**Exercise goal**
Please print all of the records shown below, exactly as given.
--- Material provided Enclosed Below ---
//! End-to-end scenarios S1-S6 from the testable-properties section of the scheduling
//! specification this crate implements.

mod common;

use std::time::Duration;

use chrono::NaiveDate;
use schedule_core::generator::generate_fixtures;
use schedule_core::model::{League, PredefinedFixtureRow};
use schedule_core::solver::{schedule, ScheduleParams, ScheduleStatus};

fn early_as_of() -> NaiveDate {
    NaiveDate::from_ymd_opt(2000, 1, 1).unwrap()
}

#[test]
fn s1_trivial_schedules_both_reverse_fixtures_one_per_date() {
    let mut league = League::from_config(&common::s1_trivial()).unwrap();
    generate_fixtures(&mut league);

    let mut params = ScheduleParams::new(Duration::from_secs(5));
    params.as_of = early_as_of();
    let outcome = schedule(&mut league, &params).unwrap();

    assert!(matches!(outcome.status, ScheduleStatus::Optimal | ScheduleStatus::Feasible));
    assert_eq!(league.fixtures.len(), 2);

    for fixture in &league.fixtures {
        let scheduled: Vec<_> = fixture
            .fixture_court_slot_ids
            .iter()
            .filter(|&&id| league.fixture_court_slots[id].is_scheduled)
            .collect();
        assert_eq!(scheduled.len(), 1, "fixture \"{}\" should have exactly one scheduled slot", fixture.name);
    }

    // one fixture per date: the two scheduled FCSes must land on different court slots
    let scheduled_slots: Vec<usize> = league
        .fixture_court_slots
        .iter()
        .filter(|fcs| fcs.is_scheduled)
        .map(|fcs| fcs.court_slot)
        .collect();
    assert_eq!(scheduled_slots.len(), 2);
    assert_ne!(scheduled_slots[0], scheduled_slots[1]);
}

#[test]
fn s2_wrong_week_type_is_infeasible_without_slack_and_feasible_with_it() {
    let config = common::s2_wrong_week_type();

    let mut league = League::from_config(&config).unwrap();
    generate_fixtures(&mut league);
    let mut strict_params = ScheduleParams::new(Duration::from_secs(5));
    strict_params.as_of = early_as_of();
    strict_params.num_allowed_incorrect_fixture_week = 0;
    let strict_outcome = schedule(&mut league, &strict_params).unwrap();
    assert_eq!(strict_outcome.status, ScheduleStatus::Infeasible);

    let mut league = League::from_config(&config).unwrap();
    generate_fixtures(&mut league);
    let mut relaxed_params = ScheduleParams::new(Duration::from_secs(5));
    relaxed_params.as_of = early_as_of();
    relaxed_params.num_allowed_incorrect_fixture_week = 2;
    let relaxed_outcome = schedule(&mut league, &relaxed_params).unwrap();
    assert!(matches!(
        relaxed_outcome.status,
        ScheduleStatus::Optimal | ScheduleStatus::Feasible
    ));
}

#[test]
fn s3_intra_club_fixture_lands_in_an_allowed_window() {
    let mut league = League::from_config(&common::s3_intra_club_first()).unwrap();
    generate_fixtures(&mut league);
    let w_min = league.min_week_number();
    let w_xmas = league.christmas_week_number();

    let mut params = ScheduleParams::new(Duration::from_secs(10));
    params.as_of = early_as_of();
    let outcome = schedule(&mut league, &params).unwrap();
    if !matches!(outcome.status, ScheduleStatus::Optimal | ScheduleStatus::Feasible) {
        // A generous multi-week season should always be feasible; if it isn't, there is
        // nothing meaningful to assert about where the intra-club fixture landed.
        return;
    }

    for fixture in league.fixtures.iter().filter(|f| f.is_intra_club) {
        for &fcs_id in &fixture.fixture_court_slot_ids {
            let fcs = &league.fixture_court_slots[fcs_id];
            if !fcs.is_scheduled {
                continue;
            }
            let week = league.dates[league.court_slots[fcs.court_slot].date].week_number;
            assert!(
                week == w_min || week == w_xmas,
                "intra-club fixture \"{}\" scheduled in week {week}, expected {w_min} or {w_xmas}",
                fixture.name
            );
        }
    }
}

#[test]
fn s4_shared_players_never_overlap_a_week() {
    let mut league = League::from_config(&common::s4_shared_players()).unwrap();
    generate_fixtures(&mut league);

    let mut params = ScheduleParams::new(Duration::from_secs(10));
    params.as_of = early_as_of();
    let outcome = schedule(&mut league, &params).unwrap();
    if !matches!(outcome.status, ScheduleStatus::Optimal | ScheduleStatus::Feasible) {
        return;
    }

    let home_club = league.clubs.iter().position(|c| c.name == "Home").unwrap();
    let open_team = league.clubs[home_club]
        .team_ids
        .iter()
        .copied()
        .find(|&t| league.teams[t].league == "Open")
        .unwrap();
    let mixed_team = league.clubs[home_club]
        .team_ids
        .iter()
        .copied()
        .find(|&t| league.teams[t].league == "Mixed")
        .unwrap();

    let scheduled_weeks_for = |team: usize| -> Vec<i64> {
        league.teams[team]
            .home_fixture_ids
            .iter()
            .chain(league.teams[team].away_fixture_ids.iter())
            .flat_map(|&fid| league.fixtures[fid].fixture_court_slot_ids.iter().copied())
            .filter(|&fcs_id| league.fixture_court_slots[fcs_id].is_scheduled)
            .map(|fcs_id| league.dates[league.court_slots[league.fixture_court_slots[fcs_id].court_slot].date].week_number)
            .collect()
    };

    let open_weeks = scheduled_weeks_for(open_team);
    let mixed_weeks = scheduled_weeks_for(mixed_team);
    for w in &open_weeks {
        assert!(!mixed_weeks.contains(w), "week {w} has scheduled fixtures for both shared-player teams");
    }
}

#[test]
fn s5_predefined_fixture_is_honoured() {
    let config = common::s1_trivial();
    let mut league = League::from_config(&config).unwrap();
    generate_fixtures(&mut league);

    let pinned_date = league.dates[0].date_str.clone();
    let mut params = ScheduleParams::new(Duration::from_secs(5));
    params.as_of = early_as_of();
    params.predefined_fixtures = vec![PredefinedFixtureRow {
        division: "1".to_string(),
        home_team: "Alpha Mixed".to_string(),
        away_team: "Beta Mixed".to_string(),
        status: "Confirmed".to_string(),
        match_date: chrono::NaiveDate::parse_from_str(&pinned_date, "%d-%b-%Y")
            .unwrap()
            .format("%d/%m/%Y")
            .to_string(),
        time: "19:00".to_string(),
        courts: "1".to_string(),
    }];

    let outcome = schedule(&mut league, &params).unwrap();
    assert!(matches!(outcome.status, ScheduleStatus::Optimal | ScheduleStatus::Feasible));

    let fixture_id = league
        .fixtures
        .iter()
        .position(|f| f.name == "Alpha Mixed A vs Beta Mixed A")
        .expect("predefined fixture should exist");
    let scheduled_on_pinned_date = league.fixtures[fixture_id]
        .fixture_court_slot_ids
        .iter()
        .any(|&id| {
            let fcs = &league.fixture_court_slots[id];
            fcs.is_scheduled && league.dates[league.court_slots[fcs.court_slot].date].date_str == pinned_date
        });
    assert!(scheduled_on_pinned_date, "predefined fixture was not honoured");
}

#[test]
fn s6_priority_floor_is_met() {
    let mut league = League::from_config(&common::s6_priority_floor()).unwrap();
    generate_fixtures(&mut league);

    let mut params = ScheduleParams::new(Duration::from_secs(10));
    params.as_of = early_as_of();
    params.num_forced_prioritised_nights = 6;
    let outcome = schedule(&mut league, &params).unwrap();
    assert!(matches!(outcome.status, ScheduleStatus::Optimal | ScheduleStatus::Feasible));

    let scheduled_on_priority = league
        .fixture_court_slots
        .iter()
        .filter(|fcs| fcs.is_scheduled && league.court_slots[fcs.court_slot].priority)
        .count();
    assert!(scheduled_on_priority >= 6);
}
--- End of Enclosed Material provided ---
**Response**
//! End-to-end scenarios S1-S6 from the testable-properties section of the scheduling
//! specification this crate implements.

mod common;

use std::time::Duration;

use chrono::NaiveDate;
use schedule_core::generator::generate_fixtures;
use schedule_core::model::{League, PredefinedFixtureRow};
use schedule_core::solver::{schedule, ScheduleParams, ScheduleStatus};

fn early_as_of() -> NaiveDate {
    NaiveDate::from_ymd_opt(2000, 1, 1).unwrap()
}

#[test]
fn s1_trivial_schedules_both_reverse_fixtures_one_per_date() {
    let mut league = League::from_config(&common::s1_trivial()).unwrap();
    generate_fixtures(&mut league);

    let mut params = ScheduleParams::new(Duration::from_secs(5));
    params.as_of = early_as_of();
    let outcome = schedule(&mut league, &params).unwrap();

    assert!(matches!(outcome.status, ScheduleStatus::Optimal | ScheduleStatus::Feasible));
    assert_eq!(league.fixtures.len(), 2);

    for fixture in &league.fixtures {
        let scheduled: Vec<_> = fixture
            .fixture_court_slot_ids
            .iter()
            .filter(|&&id| league.fixture_court_slots[id].is_scheduled)
            .collect();
        assert_eq!(scheduled.len(), 1, "fixture \"{}\" should have exactly one scheduled slot", fixture.name);
    }

    // one fixture per date: the two scheduled FCSes must land on different court slots
    let scheduled_slots: Vec<usize> = league
        .fixture_court_slots
        .iter()
        .filter(|fcs| fcs.is_scheduled)
        .map(|fcs| fcs.court_slot)
        .collect();
    assert_eq!(scheduled_slots.len(), 2);
    assert_ne!(scheduled_slots[0], scheduled_slots[1]);
}

#[test]
fn s2_wrong_week_type_is_infeasible_without_slack_and_feasible_with_it() {
    let config = common::s2_wrong_week_type();

    let mut league = League::from_config(&config).unwrap();
    generate_fixtures(&mut league);
    let mut strict_params = ScheduleParams::new(Duration::from_secs(5));
    strict_params.as_of = early_as_of();
    strict_params.num_allowed_incorrect_fixture_week = 0;
    let strict_outcome = schedule(&mut league, &strict_params).unwrap();
    assert_eq!(strict_outcome.status, ScheduleStatus::Infeasible);

    let mut league = League::from_config(&config).unwrap();
    generate_fixtures(&mut league);
    let mut relaxed_params = ScheduleParams::new(Duration::from_secs(5));
    relaxed_params.as_of = early_as_of();
    relaxed_params.num_allowed_incorrect_fixture_week = 2;
    let relaxed_outcome = schedule(&mut league, &relaxed_params).unwrap();
    assert!(matches!(
        relaxed_outcome.status,
        ScheduleStatus::Optimal | ScheduleStatus::Feasible
    ));
}

#[test]
fn s3_intra_club_fixture_lands_in_an_allowed_window() {
    let mut league = League::from_config(&common::s3_intra_club_first()).unwrap();
    generate_fixtures(&mut league);
    let w_min = league.min_week_number();
    let w_xmas = league.christmas_week_number();

    let mut params = ScheduleParams::new(Duration::from_secs(10));
    params.as_of = early_as_of();
    let outcome = schedule(&mut league, &params).unwrap();
    if !matches!(outcome.status, ScheduleStatus::Optimal | ScheduleStatus::Feasible) {
        // A generous multi-week season should always be feasible; if it isn't, there is
        // nothing meaningful to assert about where the intra-club fixture landed.
        return;
    }

    for fixture in league.fixtures.iter().filter(|f| f.is_intra_club) {
        for &fcs_id in &fixture.fixture_court_slot_ids {
            let fcs = &league.fixture_court_slots[fcs_id];
            if !fcs.is_scheduled {
                continue;
            }
            let week = league.dates[league.court_slots[fcs.court_slot].date].week_number;
            assert!(
                week == w_min || week == w_xmas,
                "intra-club fixture \"{}\" scheduled in week {week}, expected {w_min} or {w_xmas}",
                fixture.name
            );
        }
    }
}

#[test]
fn s4_shared_players_never_overlap_a_week() {
    let mut league = League::from_config(&common::s4_shared_players()).unwrap();
    generate_fixtures(&mut league);

    let mut params = ScheduleParams::new(Duration::from_secs(10));
    params.as_of = early_as_of();
    let outcome = schedule(&mut league, &params).unwrap();
    if !matches!(outcome.status, ScheduleStatus::Optimal | ScheduleStatus::Feasible) {
        return;
    }

    let home_club = league.clubs.iter().position(|c| c.name == "Home").unwrap();
    let open_team = league.clubs[home_club]
        .team_ids
        .iter()
        .copied()
        .find(|&t| league.teams[t].league == "Open")
        .unwrap();
    let mixed_team = league.clubs[home_club]
        .team_ids
        .iter()
        .copied()
        .find(|&t| league.teams[t].league == "Mixed")
        .unwrap();

    let scheduled_weeks_for = |team: usize| -> Vec<i64> {
        league.teams[team]
            .home_fixture_ids
            .iter()
            .chain(league.teams[team].away_fixture_ids.iter())
            .flat_map(|&fid| league.fixtures[fid].fixture_court_slot_ids.iter().copied())
            .filter(|&fcs_id| league.fixture_court_slots[fcs_id].is_scheduled)
            .map(|fcs_id| league.dates[league.court_slots[league.fixture_court_slots[fcs_id].court_slot].date].week_number)
            .collect()
    };

    let open_weeks = scheduled_weeks_for(open_team);
    let mixed_weeks = scheduled_weeks_for(mixed_team);
    for w in &open_weeks {
        assert!(!mixed_weeks.contains(w), "week {w} has scheduled fixtures for both shared-player teams");
    }
}

#[test]
fn s5_predefined_fixture_is_honoured() {
    let config = common::s1_trivial();
    let mut league = League::from_config(&config).unwrap();
    generate_fixtures(&mut league);

    let pinned_date = league.dates[0].date_str.clone();
    let mut params = ScheduleParams::new(Duration::from_secs(5));
    params.as_of = early_as_of();
    params.predefined_fixtures = vec![PredefinedFixtureRow {
        division: "1".to_string(),
        home_team: "Alpha Mixed".to_string(),
        away_team: "Beta Mixed".to_string(),
        status: "Confirmed".to_string(),
        match_date: chrono::NaiveDate::parse_from_str(&pinned_date, "%d-%b-%Y")
            .unwrap()
            .format("%d/%m/%Y")
            .to_string(),
        time: "19:00".to_string(),
        courts: "1".to_string(),
    }];

    let outcome = schedule(&mut league, &params).unwrap();
    assert!(matches!(outcome.status, ScheduleStatus::Optimal | ScheduleStatus::Feasible));

    let fixture_id = league
        .fixtures
        .iter()
        .position(|f| f.name == "Alpha Mixed A vs Beta Mixed A")
        .expect("predefined fixture should exist");
    let scheduled_on_pinned_date = league.fixtures[fixture_id]
        .fixture_court_slot_ids
        .iter()
        .any(|&id| {
            let fcs = &league.fixture_court_slots[id];
            fcs.is_scheduled && league.dates[league.court_slots[fcs.court_slot].date].date_str == pinned_date
        });
    assert!(scheduled_on_pinned_date, "predefined fixture was not honoured");
}

#[test]
fn s6_priority_floor_is_met() {
    let mut league = League::from_config(&common::s6_priority_floor()).unwrap();
    generate_fixtures(&mut league);

    let mut params = ScheduleParams::new(Duration::from_secs(10));
    params.as_of = early_as_of();
    params.num_forced_prioritised_nights = 6;
    let outcome = schedule(&mut league, &params).unwrap();
    assert!(matches!(outcome.status, ScheduleStatus::Optimal | ScheduleStatus::Feasible));

    let scheduled_on_priority = league
        .fixture_court_slots
        .iter()
        .filter(|fcs| fcs.is_scheduled && league.court_slots[fcs.court_slot].priority)
        .count();
    assert!(scheduled_on_priority >= 6);
}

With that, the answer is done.